WHAT YOU WILL DO — I need each line of the entries below that includes the string "time".

SOURCE RECORDS —
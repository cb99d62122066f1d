#![doc = include_str!("../README.md")]
#![deny(clippy::all)]

// Re-export the schema crate
pub use fmu_schema as schema;
pub use fmu_sys as sys;

pub mod catalog;
pub mod functions;
pub mod instance;
pub mod library;
pub mod manager;
mod status;

pub use catalog::VariableCatalog;
pub use instance::{CoSimInstance, FmuMode, FmuObject, ModelExchangeInstance};
pub use library::FmuLibrary;
pub use manager::LibraryManager;
pub use status::{Fmi2Error, Fmi2Res, Fmi2Status};

/// Which of the two FMI 2.0 interfaces an operation refers to.
#[derive(Debug, Clone, Copy, PartialEq, Eq)]
pub enum FmuKind {
    ModelExchange,
    CoSimulation,
}

#[derive(Debug, thiserror::Error)]
pub enum Error {
    #[error("fmi2Instantiate returned a null component")]
    Instantiation,

    #[error("Unknown variable: {name}")]
    UnknownVariable { name: String },

    #[error("Model type {0} not supported by this FMU")]
    UnsupportedFmuType(String),

    #[error("Unsupported platform {os}/{arch}")]
    UnsupportedPlatform { os: String, arch: String },

    #[error("FMU archive structure is not as expected: {0}")]
    ArchiveStructure(String),

    #[error("Shared library not found: {0}")]
    SharedLibraryNotFound(std::path::PathBuf),

    #[error("Required ABI symbol {0} is missing from the shared library")]
    MissingSymbol(String),

    #[error(transparent)]
    Io(#[from] std::io::Error),

    #[error(transparent)]
    Zip(#[from] zip::result::ZipError),

    #[error(transparent)]
    Schema(#[from] fmu_schema::Error),

    #[error(transparent)]
    LibLoading(#[from] libloading::Error),

    #[error(transparent)]
    Status(#[from] Fmi2Error),
}
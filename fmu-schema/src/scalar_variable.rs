use std::{fmt::Display, str::FromStr};

/// Enumeration that defines the causality of the variable.
#[derive(Clone, Copy, Default, PartialEq, Eq, Debug)]
pub enum Causality {
    /// Independent parameter that stays constant during the simulation.
    Parameter,
    /// Parameter computed from other variables during initialization.
    CalculatedParameter,
    Input,
    Output,
    #[default]
    Local,
    /// The independent variable, usually time.
    Independent,
}

impl FromStr for Causality {
    type Err = String;

    fn from_str(s: &str) -> Result<Self, Self::Err> {
        match s {
            "parameter" => Ok(Causality::Parameter),
            "calculatedParameter" => Ok(Causality::CalculatedParameter),
            "input" => Ok(Causality::Input),
            "output" => Ok(Causality::Output),
            "local" => Ok(Causality::Local),
            "independent" => Ok(Causality::Independent),
            _ => Err(format!("Invalid Causality: {}", s)),
        }
    }
}

impl Display for Causality {
    fn fmt(&self, f: &mut std::fmt::Formatter<'_>) -> std::fmt::Result {
        let s = match self {
            Causality::Parameter => "parameter",
            Causality::CalculatedParameter => "calculatedParameter",
            Causality::Input => "input",
            Causality::Output => "output",
            Causality::Local => "local",
            Causality::Independent => "independent",
        };
        write!(f, "{}", s)
    }
}

/// Enumeration that defines the time dependency of the variable, in other words it defines the
/// time instants when a variable can change its value.
///
/// The default is [`Variability::Continuous`].
#[derive(Clone, Copy, Default, PartialEq, Eq, Debug)]
pub enum Variability {
    /// The value of the variable never changes.
    Constant,
    /// The value of the variable is fixed after initialization.
    Fixed,
    /// The value of the variable is constant between events, but can be changed by tuning
    /// parameters.
    Tunable,
    /// The value of the variable only changes at events (ModelExchange) or communication points
    /// (CoSimulation).
    Discrete,
    /// Only a variable of type = "Real" can be "continuous".
    #[default]
    Continuous,
}

impl FromStr for Variability {
    type Err = String;

    fn from_str(s: &str) -> Result<Self, Self::Err> {
        match s {
            "constant" => Ok(Variability::Constant),
            "fixed" => Ok(Variability::Fixed),
            "tunable" => Ok(Variability::Tunable),
            "discrete" => Ok(Variability::Discrete),
            "continuous" => Ok(Variability::Continuous),
            _ => Err(format!("Invalid Variability: {}", s)),
        }
    }
}

impl Display for Variability {
    fn fmt(&self, f: &mut std::fmt::Formatter<'_>) -> std::fmt::Result {
        let s = match self {
            Variability::Constant => "constant",
            Variability::Fixed => "fixed",
            Variability::Tunable => "tunable",
            Variability::Discrete => "discrete",
            Variability::Continuous => "continuous",
        };
        write!(f, "{}", s)
    }
}

#[derive(Clone, Copy, Default, PartialEq, Eq, Debug)]
pub enum Initial {
    #[default]
    Exact,
    Approx,
    Calculated,
}

impl FromStr for Initial {
    type Err = String;

    fn from_str(s: &str) -> Result<Self, Self::Err> {
        match s {
            "exact" => Ok(Initial::Exact),
            "approx" => Ok(Initial::Approx),
            "calculated" => Ok(Initial::Calculated),
            _ => Err(format!("Invalid Initial: {}", s)),
        }
    }
}

impl Display for Initial {
    fn fmt(&self, f: &mut std::fmt::Formatter<'_>) -> std::fmt::Result {
        let s = match self {
            Initial::Exact => "exact",
            Initial::Approx => "approx",
            Initial::Calculated => "calculated",
        };
        write!(f, "{}", s)
    }
}

#[derive(Clone, Default, PartialEq, Debug, hard_xml::XmlRead, hard_xml::XmlWrite)]
#[xml(tag = "Real")]
pub struct RealVariable {
    /// If present, name of type defined with TypeDefinitions / SimpleType providing defaults.
    #[xml(attr = "declaredType")]
    pub declared_type: Option<String>,

    #[xml(attr = "quantity")]
    pub quantity: Option<String>,

    #[xml(attr = "unit")]
    pub unit: Option<String>,

    #[xml(attr = "displayUnit")]
    pub display_unit: Option<String>,

    #[xml(attr = "relativeQuantity")]
    pub relative_quantity: Option<bool>,

    #[xml(attr = "min")]
    pub min: Option<f64>,

    /// max >= min required
    #[xml(attr = "max")]
    pub max: Option<f64>,

    #[xml(attr = "nominal")]
    pub nominal: Option<f64>,

    #[xml(attr = "unbounded")]
    pub unbounded: Option<bool>,

    /// Value before initialization, if initial=exact or approx.
    /// max >= start >= min required
    #[xml(attr = "start")]
    pub start: Option<f64>,

    /// If present, this variable is the derivative of the variable with ScalarVariable index
    /// "derivative" (1-based).
    #[xml(attr = "derivative")]
    pub derivative: Option<u32>,

    /// Only for ModelExchange and if the variable is a continuous-time state:
    /// If true, the state can be reinitialized at an event by the FMU.
    #[xml(attr = "reinit")]
    pub reinit: Option<bool>,
}

#[derive(Clone, Default, PartialEq, Debug, hard_xml::XmlRead, hard_xml::XmlWrite)]
#[xml(tag = "Integer")]
pub struct IntegerVariable {
    #[xml(attr = "declaredType")]
    pub declared_type: Option<String>,

    #[xml(attr = "quantity")]
    pub quantity: Option<String>,

    #[xml(attr = "min")]
    pub min: Option<i32>,

    #[xml(attr = "max")]
    pub max: Option<i32>,

    /// Value before initialization, if initial=exact or approx.
    #[xml(attr = "start")]
    pub start: Option<i32>,
}

#[derive(Clone, Default, PartialEq, Debug, hard_xml::XmlRead, hard_xml::XmlWrite)]
#[xml(tag = "Boolean")]
pub struct BooleanVariable {
    #[xml(attr = "declaredType")]
    pub declared_type: Option<String>,

    /// Value before initialization, if initial=exact or approx.
    #[xml(attr = "start")]
    pub start: Option<bool>,
}

#[derive(Clone, Default, PartialEq, Debug, hard_xml::XmlRead, hard_xml::XmlWrite)]
#[xml(tag = "String")]
pub struct StringVariable {
    #[xml(attr = "declaredType")]
    pub declared_type: Option<String>,

    #[xml(attr = "start")]
    pub start: Option<String>,
}

#[derive(Clone, Default, PartialEq, Debug, hard_xml::XmlRead, hard_xml::XmlWrite)]
#[xml(tag = "Enumeration")]
pub struct EnumerationVariable {
    #[xml(attr = "declaredType")]
    pub declared_type: Option<String>,

    #[xml(attr = "quantity")]
    pub quantity: Option<String>,

    #[xml(attr = "min")]
    pub min: Option<i32>,

    #[xml(attr = "max")]
    pub max: Option<i32>,

    #[xml(attr = "start")]
    pub start: Option<i32>,
}

#[derive(Clone, PartialEq, Debug, hard_xml::XmlRead, hard_xml::XmlWrite)]
pub enum ScalarVariableElement {
    #[xml(tag = "Real")]
    Real(RealVariable),
    #[xml(tag = "Integer")]
    Integer(IntegerVariable),
    #[xml(tag = "Boolean")]
    Boolean(BooleanVariable),
    #[xml(tag = "String")]
    String(StringVariable),
    #[xml(tag = "Enumeration")]
    Enumeration(EnumerationVariable),
}

impl Default for ScalarVariableElement {
    fn default() -> Self {
        Self::Real(RealVariable::default())
    }
}

#[derive(Default, Debug, hard_xml::XmlRead, hard_xml::XmlWrite)]
#[xml(tag = "ScalarVariable")]
pub struct ScalarVariable {
    /// The full, unique name of the variable.
    #[xml(attr = "name")]
    pub name: String,

    /// A handle of the variable to efficiently identify the variable value in the model interface.
    #[xml(attr = "valueReference")]
    pub value_reference: u32,

    /// An optional description string describing the meaning of the variable.
    #[xml(attr = "description")]
    pub description: Option<String>,

    /// Enumeration that defines the causality of the variable.
    #[xml(attr = "causality", default)]
    pub causality: Causality,

    /// Enumeration that defines the time dependency of the variable.
    #[xml(attr = "variability")]
    pub variability: Option<Variability>,

    /// Enumeration that defines how the variable is initialized. It is not allowed to provide a
    /// value for initial if `causality`=`Input` or `Independent`.
    #[xml(attr = "initial")]
    pub initial: Option<Initial>,

    #[xml(
        child = "Real",
        child = "Integer",
        child = "Boolean",
        child = "String",
        child = "Enumeration"
    )]
    pub elem: ScalarVariableElement,
}

#[cfg(test)]
mod tests {
    use hard_xml::XmlRead;

    use super::*;

    #[test]
    fn test_scalar_variable() {
        let s = r#"
        <ScalarVariable
            name="inertia1.J"
            valueReference="1073741824"
            description="Moment of load inertia"
            causality="parameter"
            variability="fixed">
            <Real declaredType="Modelica.SIunits.Inertia" start="1"/>
        </ScalarVariable>
        "#;
        let sv = ScalarVariable::from_str(s).unwrap();
        assert_eq!(sv.name, "inertia1.J");
        assert_eq!(sv.value_reference, 1073741824);
        assert_eq!(sv.description, Some("Moment of load inertia".into()));
        assert_eq!(sv.causality, Causality::Parameter);
        assert_eq!(sv.variability, Some(Variability::Fixed));
        assert_eq!(
            sv.elem,
            ScalarVariableElement::Real(RealVariable {
                declared_type: Some("Modelica.SIunits.Inertia".to_string()),
                start: Some(1.0),
                ..Default::default()
            })
        );
    }

    #[test]
    fn test_derivative_variable() {
        let s = r#"<ScalarVariable name="der(h)" valueReference="2" causality="local">
            <Real derivative="1"/>
        </ScalarVariable>"#;
        let sv = ScalarVariable::from_str(s).unwrap();
        assert_eq!(sv.causality, Causality::Local);
        let ScalarVariableElement::Real(real) = &sv.elem else {
            panic!("expected a Real element");
        };
        assert_eq!(real.derivative, Some(1));
    }
}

RESULT OF THIS EXERCISE —
    /// The independent variable, usually time.
/// Enumeration that defines the time dependency of the variable, in other words it defines the
/// time instants when a variable can change its value.
    /// Only for ModelExchange and if the variable is a continuous-time state:
    /// Enumeration that defines the time dependency of the variable.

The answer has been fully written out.